▶ [Problem statement]: Return the records exactly, from the first line through the "pub mod transaction;" line.

[Stored data entries]
▬▬▬▬▬▬

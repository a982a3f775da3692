use crate::api::AppState;
use axum::extract::State;
use axum::http::StatusCode;
use axum::Json;

pub async fn health() -> Json<serde_json::Value> {
    Json(serde_json::json!({"status": "ok"}))
}

/// Ready once at least one indexing source is configured.
pub async fn ready(State(state): State<AppState>) -> (StatusCode, Json<serde_json::Value>) {
    let sources = state.tracker.source_count();
    let pending = state.tracker.pending_count();
    if sources == 0 {
        return (
            StatusCode::SERVICE_UNAVAILABLE,
            Json(serde_json::json!({"status": "no-sources", "sources": 0})),
        );
    }
    (
        StatusCode::OK,
        Json(serde_json::json!({
            "status": "ready",
            "sources": sources,
            "pendingTransactions": pending,
        })),
    )
}
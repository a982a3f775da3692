//! Domain types for recurring-investment positions.
//!
//! This module provides:
//! - Identity primitives: ChainId, PositionVersion, PositionId, PositionKey, TxHash
//! - Integer amount parsing (no floating point anywhere)
//! - Token descriptors and the canonical Position record
//! - The closed set of position-affecting transactions

pub mod amount;
pub mod contracts;
pub mod position;
pub mod primitives;
pub mod token;
pub mod transaction;

pub use amount::{div_or_zero, parse_u256, parse_u64, parse_units, AmountError};
pub use contracts::{AddressBook, ProtocolContracts};
pub use position::{
    ensure_consistent_chain_set, Permission, Position, PositionPermission, PositionStatus,
    Underlying,
};
pub use primitives::{ChainId, PositionId, PositionKey, PositionVersion, TxHash, VersionParseError};
pub use token::{lowercase_address, Token, TokenKind, PROTOCOL_TOKEN_ADDRESS};
pub use transaction::{
    check_swap_count, NewPositionRequest, TransactionKind, TransactionReceipt,
    TransactionRecord,
};

/// Largest swap count the protocol accepts (`uint32`).
pub const MAX_SWAPS: u64 = u32::MAX as u64;
//! Backend client translating wrapped amounts into underlying amounts.

use super::http::post_json;
use super::{DataSourceError, UnderlyingAmount, UnderlyingRequest, UnderlyingResolver};
use crate::domain::{lowercase_address, parse_u256};
use async_trait::async_trait;
use reqwest::Client;
use std::collections::HashMap;
use tracing::{debug, warn};

#[derive(Debug, Clone)]
pub struct HttpUnderlyingResolver {
    client: Client,
    base_url: String,
}

impl HttpUnderlyingResolver {
    pub fn new(base_url: String) -> Self {
        Self {
            client: Client::new(),
            base_url,
        }
    }

    fn endpoint(&self) -> String {
        format!(
            "{}/v1/transforms/to-underlying",
            self.base_url.trim_end_matches('/')
        )
    }
}

fn request_body(requests: &[UnderlyingRequest]) -> serde_json::Value {
    let tokens: Vec<serde_json::Value> = requests
        .iter()
        .map(|r| {
            serde_json::json!({
                "chainId": r.chain_id.as_u64(),
                "token": lowercase_address(&r.token.address),
                "amount": r.amount.to_string(),
            })
        })
        .collect();
    serde_json::json!({ "tokens": tokens })
}

fn parse_response(
    body: &serde_json::Value,
) -> Result<HashMap<String, UnderlyingAmount>, DataSourceError> {
    let entries = body
        .get("underlying")
        .and_then(|v| v.as_object())
        .ok_or_else(|| DataSourceError::ParseError("Missing underlying field".to_string()))?;

    let mut out = HashMap::with_capacity(entries.len());
    for (key, entry) in entries {
        let parsed = entry
            .get("underlyingAmount")
            .and_then(|v| v.as_str())
            .map(parse_u256);
        match parsed {
            Some(Ok(underlying_amount)) => {
                out.insert(key.to_lowercase(), UnderlyingAmount { underlying_amount });
            }
            _ => warn!("Skipping malformed underlying entry {}: {}", key, entry),
        }
    }
    Ok(out)
}

#[async_trait]
impl UnderlyingResolver for HttpUnderlyingResolver {
    async fn resolve(
        &self,
        requests: &[UnderlyingRequest],
    ) -> Result<HashMap<String, UnderlyingAmount>, DataSourceError> {
        debug!("Resolving {} underlying amounts", requests.len());
        let body = post_json(&self.client, &self.endpoint(), &request_body(requests)).await?;
        parse_response(&body)
    }
}

#[cfg(test)]
mod tests {
    use super::*;
    use crate::domain::{ChainId, Token, TokenKind};
    use alloy::primitives::{Address, U256};

    #[test]
    fn test_request_body_uses_decimal_amounts() {
        let token = Token::new(ChainId(137), Address::repeat_byte(0x11), 6, "USDC", TokenKind::Base);
        let body = request_body(&[UnderlyingRequest {
            chain_id: ChainId(137),
            token,
            amount: U256::from(2500u64),
        }]);
        assert_eq!(body["tokens"][0]["chainId"], 137);
        assert_eq!(body["tokens"][0]["amount"], "2500");
        assert_eq!(
            body["tokens"][0]["token"],
            "0x1111111111111111111111111111111111111111"
        );
    }

    #[test]
    fn test_parse_response_skips_malformed_entries() {
        let body = serde_json::json!({
            "underlying": {
                "137-0x11-2500": { "underlyingAmount": "2600" },
                "137-0x22-1": { "underlyingAmount": 7 }
            }
        });
        let parsed = parse_response(&body).unwrap();
        assert_eq!(parsed.len(), 1);
        assert_eq!(
            parsed["137-0x11-2500"].underlying_amount,
            U256::from(2600u64)
        );
    }

    #[test]
    fn test_parse_response_requires_underlying_field() {
        let body = serde_json::json!({ "other": {} });
        assert!(matches!(
            parse_response(&body),
            Err(DataSourceError::ParseError(_))
        ));
    }

    #[test]
    fn test_endpoint_trims_trailing_slash() {
        let resolver = HttpUnderlyingResolver::new("https://api.example/".to_string());
        assert_eq!(
            resolver.endpoint(),
            "https://api.example/v1/transforms/to-underlying"
        );
    }
}
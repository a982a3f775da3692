//! Token descriptors for the two sides of a position.

use super::ChainId;
use alloy::primitives::{address, Address};
use std::fmt;

/// Pseudo-address used for a chain's native asset.
pub const PROTOCOL_TOKEN_ADDRESS: Address = address!("EeeeeEeeeEeEeeEeEeEeeEEEeeeeEeeeeeeeEEeE");

/// How the protocol treats a token.
#[derive(Debug, Clone, Copy, PartialEq, Eq, Hash)]
pub enum TokenKind {
    /// Chain native asset (never held by a position directly).
    Native,
    /// Plain ERC-20.
    Base,
    /// Wrapped form of the native asset.
    WrappedProtocolToken,
    /// Yield-bearing vault share.
    YieldBearingShare,
}

impl TokenKind {
    /// Parse the indexer's `type` tag. Unknown tags degrade to `Base`.
    pub fn from_indexer_tag(tag: &str) -> Self {
        match tag {
            "PROTOCOL_TOKEN" => TokenKind::Native,
            "WRAPPED_PROTOCOL_TOKEN" => TokenKind::WrappedProtocolToken,
            "YIELD_BEARING_SHARE" => TokenKind::YieldBearingShare,
            _ => TokenKind::Base,
        }
    }
}

#[derive(Debug, Clone, PartialEq, Eq)]
pub struct Token {
    pub chain_id: ChainId,
    pub address: Address,
    pub decimals: u8,
    pub symbol: String,
    pub name: String,
    pub kind: TokenKind,
    /// Non-empty iff this token is a yield-bearing wrapper.
    pub underlying_tokens: Vec<Token>,
}

impl Token {
    pub fn new(
        chain_id: ChainId,
        address: Address,
        decimals: u8,
        symbol: impl Into<String>,
        kind: TokenKind,
    ) -> Self {
        let symbol = symbol.into();
        Self {
            chain_id,
            address,
            decimals,
            name: symbol.clone(),
            symbol,
            kind,
            underlying_tokens: Vec::new(),
        }
    }

    /// The native asset of `chain_id`.
    pub fn native(chain_id: ChainId, symbol: impl Into<String>) -> Self {
        Self::new(chain_id, PROTOCOL_TOKEN_ADDRESS, 18, symbol, TokenKind::Native)
    }

    pub fn with_underlying(mut self, underlying: Vec<Token>) -> Self {
        self.underlying_tokens = underlying;
        self
    }

    pub fn has_underlying(&self) -> bool {
        !self.underlying_tokens.is_empty()
    }

    /// The token amounts are resolved into when this side is a wrapper.
    pub fn primary_underlying(&self) -> Option<&Token> {
        self.underlying_tokens.first()
    }

    pub fn is_native(&self) -> bool {
        self.kind == TokenKind::Native || self.address == PROTOCOL_TOKEN_ADDRESS
    }

    pub fn is_wrapped_protocol_token(&self) -> bool {
        self.kind == TokenKind::WrappedProtocolToken
    }
}

impl fmt::Display for Token {
    fn fmt(&self, f: &mut fmt::Formatter<'_>) -> fmt::Result {
        write!(f, "{}({})", self.symbol, self.address)
    }
}

/// Lowercase `0x`-prefixed hex, the form the indexer and resolver key on.
pub fn lowercase_address(address: &Address) -> String {
    format!("0x{}", hex::encode(address.as_slice()))
}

▬▬▬▬▬▬

▶ [Completed exercise]:
repository a982a3f775da3692
use crate::api::AppState;
use axum::extract::State;
use axum::http::StatusCode;
use axum::Json;

pub async fn health() -> Json<serde_json::Value> {
    Json(serde_json::json!({"status": "ok"}))
}

/// Ready once at least one indexing source is configured.
pub async fn ready(State(state): State<AppState>) -> (StatusCode, Json<serde_json::Value>) {
    let sources = state.tracker.source_count();
    let pending = state.tracker.pending_count();
    if sources == 0 {
        return (
            StatusCode::SERVICE_UNAVAILABLE,
            Json(serde_json::json!({"status": "no-sources", "sources": 0})),
        );
    }
    (
        StatusCode::OK,
        Json(serde_json::json!({
            "status": "ready",
            "sources": sources,
            "pendingTransactions": pending,
        })),
    )
}
repository a982a3f775da3692
//! Domain types for recurring-investment positions.
//!
//! This module provides:
//! - Identity primitives: ChainId, PositionVersion, PositionId, PositionKey, TxHash
//! - Integer amount parsing (no floating point anywhere)
//! - Token descriptors and the canonical Position record
//! - The closed set of position-affecting transactions

pub mod amount;
pub mod contracts;
pub mod position;
pub mod primitives;
pub mod token;
pub mod transaction;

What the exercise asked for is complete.